Recently, a number of influential policy documents have highlighted concerns about the high levels of recorded mental illness in the Black community. Breaking the Circles of Fear (Sainsbury Centre for Mental Health, 2002), Inside, Outside (National Institute for Mental Health in England, 2003) and the Government’s race equality strategy (Department of Health, 2003a ) have illustrated how Black carers avoid the statutory care systems and try to contain problems in their community long beyond the point at which one would expect them to seek help. In the London borough of Southwark, the Cares of Life project is trying to engage the community in a much wider programme of involvement. The aim is to build a gateway organisation with roots in the local Black community and to recruit a range of staff and volunteers who can work with local churches, Black businesses, barber shops and voluntary sector organisations to build bridges to primary care and secondary mental health services. Another aim is to increase social capital in the area and to provide the community with mechanisms for supporting those of its members who have more common mental health problems (‘cares of life’), thus minimising the number of people who need to enter secondary mental health services. A key element of the scheme is a local ‘time bank’, where users and carers can volunteer their time (in 1-hour credits) and, having banked some hours, can receive the help they need from people with other skills. This is a new way in which carers can become involved in supporting a relative or friend.
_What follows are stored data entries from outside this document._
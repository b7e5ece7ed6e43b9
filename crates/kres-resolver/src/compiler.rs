//! Resolution compiler
//!
//! Builds the [`ResolutionGraph`] for one observation by recursive search:
//!
//! ```text
//! observation ──▶ strategies (reasoner order, ranked) ──▶ operations
//!                                                   ├─ RESOLVE  ─▶ observation (recurse)
//!                                                   ├─ OBSERVE  ─▶ models (catalog, ranked)
//!                                                   │                └─ dependencies ─▶ observation (recurse)
//!                                                   └─ APPLY    ─▶ runtime validation
//! ```
//!
//! Every step works on a fresh child graph. A child that contributes enough
//! coverage is merged into its parent; anything else is dropped, which is
//! how failure propagates. Only a missing context observation is fatal: it
//! is reported to the scope and every pending branch stops.

use crate::config::ResolverConfig;
use crate::error::ResolverError;
use crate::prioritizer::{Prioritizer, RankingStrategy};
use crate::scope::{ContextScope, ResolutionConstraint};
use futures::future::BoxFuture;
use futures::{FutureExt, StreamExt};
use kres_graph::ResolutionGraph;
use kres_knowledge::{
    Coverage, CoverageStatus, LogicalConnector, Model, Observable, Observation,
    ObservationStrategy, OperationKind, Resolvable, ResolvableKey, ResourceSet, Scale,
};
use std::future::Future;
use std::sync::Arc;

type Resolution<'a> = BoxFuture<'a, Result<ResolutionGraph, ResolverError>>;

/// Resolves observations into resolution graphs
///
/// One compiler serves one resolution session: its ranking cache is not
/// meant to outlive the session.
#[derive(Debug)]
pub struct ResolutionCompiler {
    config: Arc<ResolverConfig>,
    prioritizer: Prioritizer,
}
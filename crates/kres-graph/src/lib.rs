//! kres Resolution Graph
//!
//! Arena graph recording how an observation is resolved, plus the
//! session-wide cache of contributors that can be reused.
//!
//! # Overview
//!
//! - **ResolutionGraph**: coverage-labelled "resolved by" edges between
//!   resolvables, with the coverage achieved for its target
//! - **AvailableCache**: concurrent catalog of successful contributors per
//!   (observable, scale)

#![warn(missing_docs)]

pub mod cache;
pub mod graph;

// Re-exports
pub use cache::{Available, AvailableCache, AvailableKey};
pub use graph::{Edge, GraphFragment, NodeId, ResolutionGraph};
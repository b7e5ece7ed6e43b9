//! Models and the computations they declare

use crate::observable::Observable;
use crate::scale::Scale;
use indexmap::IndexMap;
use serde::{Deserialize, Serialize};

/// What a single computation step does
#[derive(Debug, Clone, PartialEq, Serialize, Deserialize)]
#[serde(rename_all = "snake_case")]
pub enum ContextualizableKind {
    /// Explicit call to a runtime function
    ServiceCall {
        name: String,
        #[serde(default)]
        parameters: IndexMap<String, serde_json::Value>,
    },
    /// Data from one or more resource urns
    ResourceUrns(Vec<String>),
    /// Expression evaluated over the context
    Expression(String),
    /// Constant value
    Literal(serde_json::Value),
    /// Lookup table id
    LookupTable(String),
    /// Classification id
    Classification(String),
    /// Classification according to a trait
    AccordingTo(String),
}

/// A computation step a model or strategy needs from the runtime
#[derive(Debug, Clone, PartialEq, Serialize, Deserialize)]
pub struct Contextualizable {
    kind: ContextualizableKind,
    #[serde(default, skip_serializing_if = "Option::is_none")]
    target: Option<String>,
}

impl Contextualizable {
    #[must_use]
    pub fn new(kind: ContextualizableKind) -> Self {
        Self { kind, target: None }
    }

    /// Call to a named runtime function without parameters
    #[must_use]
    pub fn call(name: impl Into<String>) -> Self {
        Self::new(ContextualizableKind::ServiceCall {
            name: name.into(),
            parameters: IndexMap::new(),
        })
    }

    /// Add a parameter; ignored unless this is a service call
    #[must_use]
    pub fn with_parameter(mut self, key: impl Into<String>, value: serde_json::Value) -> Self {
        if let ContextualizableKind::ServiceCall { parameters, .. } = &mut self.kind {
            parameters.insert(key.into(), value);
        }
        self
    }

    #[must_use]
    pub fn resource_urns<I, S>(urns: I) -> Self
    where
        I: IntoIterator<Item = S>,
        S: Into<String>,
    {
        Self::new(ContextualizableKind::ResourceUrns(
            urns.into_iter().map(Into::into).collect(),
        ))
    }

    #[must_use]
    pub fn expression(code: impl Into<String>) -> Self {
        Self::new(ContextualizableKind::Expression(code.into()))
    }

    #[must_use]
    pub fn literal(value: serde_json::Value) -> Self {
        Self::new(ContextualizableKind::Literal(value))
    }

    /// Name the output this step writes to
    #[inline]
    #[must_use]
    pub fn targeting(mut self, target: impl Into<String>) -> Self {
        self.target = Some(target.into());
        self
    }

    #[inline]
    #[must_use]
    pub const fn kind(&self) -> &ContextualizableKind {
        &self.kind
    }

    #[inline]
    #[must_use]
    pub fn target(&self) -> Option<&str> {
        self.target.as_deref()
    }
}

/// A declarative recipe able to produce one or more observables
#[derive(Debug, Clone, PartialEq, Serialize, Deserialize)]
pub struct Model {
    urn: String,
    #[serde(default)]
    namespace: String,
    #[serde(default)]
    project: String,
    #[serde(default)]
    rank: i32,
    observables: Vec<Observable>,
    #[serde(default)]
    dependencies: Vec<Observable>,
    #[serde(default)]
    computation: Vec<Contextualizable>,
    #[serde(default, skip_serializing_if = "Option::is_none")]
    coverage: Option<Scale>,
}

impl Model {
    /// Create a model producing `observable`, with no dependencies and
    /// universal coverage
    #[must_use]
    pub fn new(urn: impl Into<String>, observable: Observable) -> Self {
        Self {
            urn: urn.into(),
            namespace: String::new(),
            project: String::new(),
            rank: 0,
            observables: vec![observable],
            dependencies: Vec::new(),
            computation: Vec::new(),
            coverage: None,
        }
    }

    #[inline]
    #[must_use]
    pub fn in_namespace(mut self, namespace: impl Into<String>) -> Self {
        self.namespace = namespace.into();
        self
    }

    #[inline]
    #[must_use]
    pub fn in_project(mut self, project: impl Into<String>) -> Self {
        self.project = project.into();
        self
    }

    /// Declared priority; higher ranks first
    #[inline]
    #[must_use]
    pub fn with_rank(mut self, rank: i32) -> Self {
        self.rank = rank;
        self
    }

    /// Declare a further output, after the primary one
    #[must_use]
    pub fn with_observable(mut self, observable: Observable) -> Self {
        self.observables.push(observable);
        self
    }

    #[must_use]
    pub fn with_dependency(mut self, dependency: Observable) -> Self {
        self.dependencies.push(dependency);
        self
    }

    #[must_use]
    pub fn with_computation(mut self, step: Contextualizable) -> Self {
        self.computation.push(step);
        self
    }

    /// Restrict the extent the model is valid for
    #[inline]
    #[must_use]
    pub fn with_coverage(mut self, coverage: Scale) -> Self {
        self.coverage = Some(coverage);
        self
    }

    #[inline]
    #[must_use]
    pub fn urn(&self) -> &str {
        &self.urn
    }

    #[inline]
    #[must_use]
    pub fn namespace(&self) -> &str {
        &self.namespace
    }

    #[inline]
    #[must_use]
    pub fn project(&self) -> &str {
        &self.project
    }

    #[inline]
    #[must_use]
    pub const fn rank(&self) -> i32 {
        self.rank
    }

    #[inline]
    #[must_use]
    pub fn observables(&self) -> &[Observable] {
        &self.observables
    }

    #[inline]
    #[must_use]
    pub fn dependencies(&self) -> &[Observable] {
        &self.dependencies
    }

    #[inline]
    #[must_use]
    pub fn computation(&self) -> &[Contextualizable] {
        &self.computation
    }

    /// Native coverage; `None` means valid everywhere
    #[inline]
    #[must_use]
    pub const fn coverage(&self) -> Option<&Scale> {
        self.coverage.as_ref()
    }

    /// True if the model declares `observable` among its outputs
    #[must_use]
    pub fn produces(&self, observable: &Observable) -> bool {
        self.observables.iter().any(|o| o.urn() == observable.urn())
    }

    /// Dependencies that must resolve for the model to be usable
    pub fn required_dependencies(&self) -> impl Iterator<Item = &Observable> {
        self.dependencies.iter().filter(|d| !d.is_optional())
    }
}

#[cfg(test)]
mod tests {
    use super::*;
    use crate::observable::SemanticType;
    use serde_json::json;

    #[test]
    fn builder_and_queries() {
        let slope = Observable::new("geo:Slope", SemanticType::Quality);
        let elevation = Observable::new("geo:Elevation", SemanticType::Quality);
        let aspect = Observable::new("geo:Aspect", SemanticType::Quality).optional();

        let model = Model::new("im.geo.slope", slope.clone())
            .in_namespace("im.geo")
            .with_dependency(elevation)
            .with_dependency(aspect)
            .with_computation(Contextualizable::call("gis.slope").with_parameter("units", json!("deg")));

        assert!(model.produces(&slope));
        assert_eq!(model.dependencies().len(), 2);
        assert_eq!(model.required_dependencies().count(), 1);
        assert!(model.coverage().is_none());
        match model.computation()[0].kind() {
            ContextualizableKind::ServiceCall { name, parameters } => {
                assert_eq!(name, "gis.slope");
                assert_eq!(parameters["units"], json!("deg"));
            }
            other => panic!("unexpected kind {other:?}"),
        }
    }

    #[test]
    fn parameters_ignored_on_non_calls() {
        let step = Contextualizable::expression("x * 2").with_parameter("k", json!(1));
        assert_eq!(step.kind(), &ContextualizableKind::Expression("x * 2".into()));
    }
}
An area of current research is the sharing of information between professionals and carers (http://www.mentalhealthcare.org.uk/surveys/informationsharing). The Department of Health gives the following brief guidance on disclosing information to carers who do not have parental responsibility for the service user:
‘Carers often provide valuable healthcare and every effort should be made to support and facilitate this work. Only information essential to the patient’s care should be disclosed and patients should be made aware that this is the case. However, the explicit consent of a competent patient is needed before disclosing information to a carer. The best interests of a patient who is not competent to consent may warrant disclosure’ Department of Health (2003b ).
Discussing family involvement in the care of people with a psychotic illness, Reference Szmukler and BlochSzmukler & Bloch (1997) put forward a number of grounds for overriding a patient’s refusal, which are summarised in Box 1. Questions about the duty of care that mental health professionals owe towards carers over and above those that they owe to their patients are still to be explored.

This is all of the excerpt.